These phone books are invaluable sources of information about people and businesses in the Park throughout the years. The St. Louis Park Historical Society most of these directories, but can always use more. If you have any that you would like to donate, please contact us and we will be thrilled to get them.
The first Village directory may be the 200 “Directory Maps” printed in June 1918. None of these precious documents appear to have survived.
St. Louis Park did not have another directory until 1933, when the first St. Louis Park Directory and Street Guide was published. This came at the time when the street names in the village were changed, and it gave each address with the old and new street names. Street address numbers were first proposed in 1926, but many had to be changed in order to accommodate infill development. In this first edition, an overwhelming majority of the businesses advertised were in Minneapolis. Later editions featured many businesses in Hopkins, but rarely, if ever mentioned Golden Valley or Edina.
From the start, the local directories were produced by Lydia Rogers and her husband Bishop McClure Rogers, who drew the first city map that appeared in a directory. The project started when FDR wanted a list of the unemployed in preparation for the WPA. The Village chose the Rogers to take the census, and they went door-to-door gathering the information. They reportedly netted only $10 from their first Directory. When Bishop Rogers died in 1938, Lydia continued to publish the directory until 1959.
The task to gather information was daunting, but residents were cooperative in providing the names and ages of their children, and the husband’s place of employment. (Earlier directories indicated whether you were a renter, boarder, or owned your house, but that was discontinued.) Lydia and subsequent publishers of the directory farmed the job of distributing and collecting information to nonprofit groups as a fundraiser. In 1958, 100 members of the Junior and Senior High Pilgrim Fellowship of Union Congregational Church were paid to deliver directory cards to all residents of the Park. Householders then filled out the cards and presented them to a participating store to receive a directory. In other years, teachers were hired to take the census, since the school district needed to know how many kids would be in school the next year.
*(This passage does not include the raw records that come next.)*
//! Generic bounded, optionally adaptive, concurrent job runner
//! (spec.md §4.1).
//!
//! Grounded on the semaphore-gated worker pattern in the teacher's
//! `signals::enrichment::DomeEnrichmentService` (an `Arc<Semaphore>` sized
//! to the desired concurrency, a shared work queue, retried jobs
//! re-submitted with backoff), generalized from a fixed worker count to a
//! pool that can shrink/grow its semaphore permits in response to observed
//! latency and error rate.

use std::collections::HashMap;
use std::fmt;
use std::hash::Hash;
use std::sync::atomic::{AtomicUsize, Ordering};
use std::sync::Arc;
use std::time::{Duration, Instant};

use parking_lot::Mutex;
use tokio::sync::Semaphore;
use tracing::{debug, warn};

use crate::error::ConcurrencyError;

#[derive(Debug, Clone)]
pub struct ConcurrencyPoolOptions {
    pub initial_concurrency: usize,
    pub min_concurrency: usize,
    pub max_concurrency: usize,
    pub adaptive: bool,
    pub retry: bool,
    pub max_retries: u32,
}

impl Default for ConcurrencyPoolOptions {
    fn default() -> Self {
        Self {
            initial_concurrency: 8,
            min_concurrency: 2,
            max_concurrency: 12,
            adaptive: true,
            retry: true,
            max_retries: 3,
        }
    }
}

impl From<&crate::config::ConcurrencyPoolDefaults> for ConcurrencyPoolOptions {
    fn from(d: &crate::config::ConcurrencyPoolDefaults) -> Self {
        Self {
            initial_concurrency: d.initial_concurrency,
            min_concurrency: d.min_concurrency,
            max_concurrency: d.max_concurrency,
            adaptive: d.adaptive,
            retry: d.retry,
            max_retries: d.max_retries,
        }
    }
}

#[derive(Debug, Clone, Default)]
pub struct ConcurrencyPoolMetrics {
    pub processed: u64,
    pub failed: u64,
    pub retried: u64,
    pub avg_response_time_ms: f64,
    pub final_concurrency: usize,
    pub adjustments: u32,
}

pub struct ConcurrencyPoolResult<T, R, E: fmt::Display> {
    pub results: HashMap<T, R>,
    pub errors: HashMap<T, ConcurrencyError<E>>,
    pub metrics: ConcurrencyPoolMetrics,
}

/// Shared state sampled by the adaptive-concurrency adjustment pass
/// (spec.md §4.1: "after every 20 completions").
struct AdaptiveState {
    semaphore: Arc<Semaphore>,
    current_concurrency: AtomicUsize,
    response_times_ms: Mutex<Vec<f64>>,
    error_flags: Mutex<Vec<bool>>,
    completions_since_sample: AtomicUsize,
    adjustments: AtomicUsize,
}

/// Bounded, optionally-adaptive concurrent job runner over a finite job
/// sequence `items: Vec<T>` with a `processor: T -> Result<R, E>`.
///
/// The pool never introduces ordering between independent jobs; callers
/// must not assume completion order (spec.md §4.1).
pub struct ConcurrencyPool {
    options: ConcurrencyPoolOptions,
}

impl ConcurrencyPool {
    pub fn new(options: ConcurrencyPoolOptions) -> Self {
        Self { options }
    }

    /// Run `processor` over every item in `items`, honoring the
    /// bounded-concurrency, retry, and adaptive-adjustment contract of
    /// spec.md §4.1.
    pub async fn run<T, R, E, F, Fut>(
        &self,
        items: Vec<T>,
        processor: F,
    ) -> ConcurrencyPoolResult<T, R, E>
    where
        T: Clone + Eq + Hash + Send + Sync + 'static,
        R: Send + 'static,
        E: fmt::Display + Send + 'static,
        F: Fn(T) -> Fut + Send + Sync + 'static,
        Fut: std::future::Future<Output = Result<R, E>> + Send + 'static,
    {
        let state = Arc::new(AdaptiveState {
            semaphore: Arc::new(Semaphore::new(self.options.initial_concurrency.max(1))),
            current_concurrency: AtomicUsize::new(self.options.initial_concurrency.max(1)),
            response_times_ms: Mutex::new(Vec::with_capacity(32)),
            error_flags: Mutex::new(Vec::with_capacity(32)),
            completions_since_sample: AtomicUsize::new(0),
            adjustments: AtomicUsize::new(0),
        });

        let processor = Arc::new(processor);
        let mut handles = Vec::with_capacity(items.len());

        for item in items {
            let state = state.clone();
            let processor = processor.clone();
            let options = self.options.clone();

            handles.push(tokio::spawn(async move {
                let mut attempt: u32 = 0;
                loop {
                    let permit = state.semaphore.clone().acquire_owned().await.expect("semaphore closed");
                    let started = Instant::now();
                    let outcome = processor(item.clone()).await;
                    let elapsed_ms = started.elapsed().as_secs_f64() * 1000.0;
                    drop(permit);

                    record_sample(&state, elapsed_ms, outcome.is_err());
                    if options.adaptive {
                        maybe_adjust_concurrency(&state, &options);
                    }

                    match outcome {
                        Ok(value) => return (item, Ok(value), attempt),
                        Err(err) => {
                            if options.retry && attempt < options.max_retries {
                                let delay = Duration::from_secs(2u64.saturating_pow(attempt));
                                debug!(attempt, delay_secs = delay.as_secs(), "retrying job");
                                tokio::time::sleep(delay).await;
                                attempt += 1;
                                continue;
                            }
                            return (item, Err(err), attempt);
                        }
                    }
                }
            }));
        }

        let mut results = HashMap::new();
        let mut errors = HashMap::new();
        let mut processed = 0u64;
        let mut failed = 0u64;
        let mut retried = 0u64;

        for handle in handles {
            match handle.await {
                Ok((item, Ok(value), attempt)) => {
                    if attempt > 0 {
                        retried += 1;
                    }
                    processed += 1;
                    results.insert(item, value);
                }
                Ok((item, Err(err), attempt)) => {
                    if attempt > 0 {
                        retried += 1;
                    }
                    failed += 1;
                    let err = ConcurrencyError {
                        attempts: attempt + 1,
                        cause: err,
                    };
                    warn!(error = %err, "job failed after retries exhausted");
                    errors.insert(item, err);
                }
                Err(join_err) => {
                    warn!(error = %join_err, "job task panicked");
                    failed += 1;
                }
            }
        }

        let avg_response_time_ms = {
            let samples = state.response_times_ms.lock();
            if samples.is_empty() {
                0.0
            } else {
                samples.iter().sum::<f64>() / samples.len() as f64
            }
        };

        ConcurrencyPoolResult {
            results,
            errors,
            metrics: ConcurrencyPoolMetrics {
                processed,
                failed,
                retried,
                avg_response_time_ms,
                final_concurrency: state.current_concurrency.load(Ordering::Relaxed),
                adjustments: state.adjustments.load(Ordering::Relaxed) as u32,
            },
        }
    }
}

fn record_sample(state: &AdaptiveState, elapsed_ms: f64, is_error: bool) {
    {
        let mut samples = state.response_times_ms.lock();
        samples.push(elapsed_ms);
        if samples.len() > 20 {
            let drain = samples.len() - 20;
            samples.drain(0..drain);
        }
    }
    {
        let mut flags = state.error_flags.lock();
        flags.push(is_error);
        if flags.len() > 10 {
            let drain = flags.len() - 10;
            flags.drain(0..drain);
        }
    }
    state.completions_since_sample.fetch_add(1, Ordering::Relaxed);
}

/// Adjust `state.semaphore`'s permit count per spec.md §4.1: sampled every
/// 20 completions, shrink on slow/erroring, grow by 1 on fast/clean.
fn maybe_adjust_concurrency(state: &AdaptiveState, options: &ConcurrencyPoolOptions) {
    let due = state
        .completions_since_sample
        .fetch_update(Ordering::Relaxed, Ordering::Relaxed, |n| {
            if n >= 20 {
                Some(0)
            } else {
                None
            }
        })
        .is_ok();
    if !due {
        return;
    }

    let avg_response_ms = {
        let samples = state.response_times_ms.lock();
        if samples.is_empty() {
            return;
        }
        samples.iter().sum::<f64>() / samples.len() as f64
    };
    let error_rate = {
        let flags = state.error_flags.lock();
        if flags.is_empty() {
            0.0
        } else {
            flags.iter().filter(|f| **f).count() as f64 / flags.len() as f64
        }
    };

    let current = state.current_concurrency.load(Ordering::Relaxed);
    let new_concurrency = if avg_response_ms > 5000.0 || error_rate > 0.10 {
        (current as f64 * 0.8).floor().max(options.min_concurrency as f64) as usize
    } else if avg_response_ms < 2000.0 && error_rate < 0.05 {
        (current + 1).min(options.max_concurrency)
    } else {
        current
    };

    if new_concurrency == current {
        return;
    }

    if new_concurrency > current {
        state.semaphore.add_permits(new_concurrency - current);
    } else {
        // Semaphore has no direct "remove permits"; forget permits acquired
        // from the surplus so the in-flight budget shrinks over time as
        // jobs complete and don't return them.
        let to_forget = current - new_concurrency;
        if let Ok(permits) = state.semaphore.clone().try_acquire_many_owned(to_forget as u32) {
            permits.forget();
        }
    }

    state.current_concurrency.store(new_concurrency, Ordering::Relaxed);
    state.adjustments.fetch_add(1, Ordering::Relaxed);
    debug!(from = current, to = new_concurrency, avg_response_ms, error_rate, "adjusted concurrency");
}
The first edition, 1933-34, was called “Directory and Street Guide of the Village of St. Louis Park, Minnesota, Including A Classified Section of Responsible Business Concerns.”
The 1934-35 edition included Morningside and Interlachen Park.
The 1935-36 edition covered St. Louis Park, Hopkins, Interlachen Park, and Morningside.
The 1937 book covered the same jurisdictions as the previous year.
1938 was back to St. Louis Park, Morningside, and Interlachen Park.
1939-40 included St. Louis Park, Morningside, Interlachen Park, Rolling Green, Tyrol Hills, Knollwood, and White Oaks.
1941-45 added Bellgrove to the list.
By 1949 (perhaps earlier) it was solely a St. Louis Park Directory.